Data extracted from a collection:
══════════════════════════════
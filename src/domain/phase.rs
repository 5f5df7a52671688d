//! Investment phases and the category/cap profile each one allocates by.

use std::fmt;
use std::str::FromStr;

use crate::domain::error::EtfEngineError;
use crate::domain::etf::same_category;

#[derive(Debug, Clone, Copy, PartialEq, Eq, Hash)]
pub enum Phase {
    Growth,
    Transition,
    Paycheque,
}

impl Phase {
    pub const ALL: [Phase; 3] = [Phase::Growth, Phase::Transition, Phase::Paycheque];

    /// Lower-case key used in config section names (`[phase.<key>]`).
    pub fn key(self) -> &'static str {
        match self {
            Phase::Growth => "growth",
            Phase::Transition => "transition",
            Phase::Paycheque => "paycheque",
        }
    }

    pub fn config_section(self) -> String {
        format!("phase.{}", self.key())
    }

    pub fn default_profile(self) -> PhaseProfile {
        let (categories, max_weight): (&[&str], f64) = match self {
            Phase::Growth => (&["Growth", "Broad Market"], 0.40),
            Phase::Transition => (&["Growth", "Broad Market", "Dividend", "Balanced"], 0.25),
            Phase::Paycheque => (&["Dividend", "Covered Call", "Fixed Income"], 0.30),
        };
        PhaseProfile {
            categories: categories.iter().map(|c| c.to_string()).collect(),
            max_weight,
        }
    }
}

impl fmt::Display for Phase {
    fn fmt(&self, f: &mut fmt::Formatter<'_>) -> fmt::Result {
        let name = match self {
            Phase::Growth => "Growth",
            Phase::Transition => "Transition",
            Phase::Paycheque => "Paycheque",
        };
        write!(f, "{}", name)
    }
}

impl FromStr for Phase {
    type Err = EtfEngineError;

    fn from_str(s: &str) -> Result<Self, Self::Err> {
        match s.trim().to_lowercase().as_str() {
            "growth" => Ok(Phase::Growth),
            "transition" => Ok(Phase::Transition),
            // accept the US spelling too
            "paycheque" | "paycheck" => Ok(Phase::Paycheque),
            _ => Err(EtfEngineError::UnknownPhase(s.to_string())),
        }
    }
}

/// Target category set and per-holding weight cap for a phase.
#[derive(Debug, Clone, PartialEq)]
pub struct PhaseProfile {
    pub categories: Vec<String>,
    pub max_weight: f64,
}

impl PhaseProfile {
    pub fn includes(&self, category: &str) -> bool {
        self.categories.iter().any(|c| same_category(c, category))
    }
}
══════════════════════════════
Problem to work on.
The entries above should be copied out exactly, with none left out.

Exercise solution.
filename src/domain/phase.rs
repository 5f5df7a52671688d
//! Investment phases and the category/cap profile each one allocates by.

use std::fmt;
use std::str::FromStr;

use crate::domain::error::EtfEngineError;
use crate::domain::etf::same_category;

#[derive(Debug, Clone, Copy, PartialEq, Eq, Hash)]
pub enum Phase {
    Growth,
    Transition,
    Paycheque,
}

impl Phase {
    pub const ALL: [Phase; 3] = [Phase::Growth, Phase::Transition, Phase::Paycheque];

    /// Lower-case key used in config section names (`[phase.<key>]`).
    pub fn key(self) -> &'static str {
        match self {
            Phase::Growth => "growth",
            Phase::Transition => "transition",
            Phase::Paycheque => "paycheque",
        }
    }

    pub fn config_section(self) -> String {
        format!("phase.{}", self.key())
    }

    pub fn default_profile(self) -> PhaseProfile {
        let (categories, max_weight): (&[&str], f64) = match self {
            Phase::Growth => (&["Growth", "Broad Market"], 0.40),
            Phase::Transition => (&["Growth", "Broad Market", "Dividend", "Balanced"], 0.25),
            Phase::Paycheque => (&["Dividend", "Covered Call", "Fixed Income"], 0.30),
        };
        PhaseProfile {
            categories: categories.iter().map(|c| c.to_string()).collect(),
            max_weight,
        }
    }
}

impl fmt::Display for Phase {
    fn fmt(&self, f: &mut fmt::Formatter<'_>) -> fmt::Result {
        let name = match self {
            Phase::Growth => "Growth",
            Phase::Transition => "Transition",
            Phase::Paycheque => "Paycheque",
        };
        write!(f, "{}", name)
    }
}

impl FromStr for Phase {
    type Err = EtfEngineError;

    fn from_str(s: &str) -> Result<Self, Self::Err> {
        match s.trim().to_lowercase().as_str() {
            "growth" => Ok(Phase::Growth),
            "transition" => Ok(Phase::Transition),
            // accept the US spelling too
            "paycheque" | "paycheck" => Ok(Phase::Paycheque),
            _ => Err(EtfEngineError::UnknownPhase(s.to_string())),
        }
    }
}

/// Target category set and per-holding weight cap for a phase.
#[derive(Debug, Clone, PartialEq)]
pub struct PhaseProfile {
    pub categories: Vec<String>,
    pub max_weight: f64,
}

impl PhaseProfile {
    pub fn includes(&self, category: &str) -> bool {
        self.categories.iter().any(|c| same_category(c, category))
    }
}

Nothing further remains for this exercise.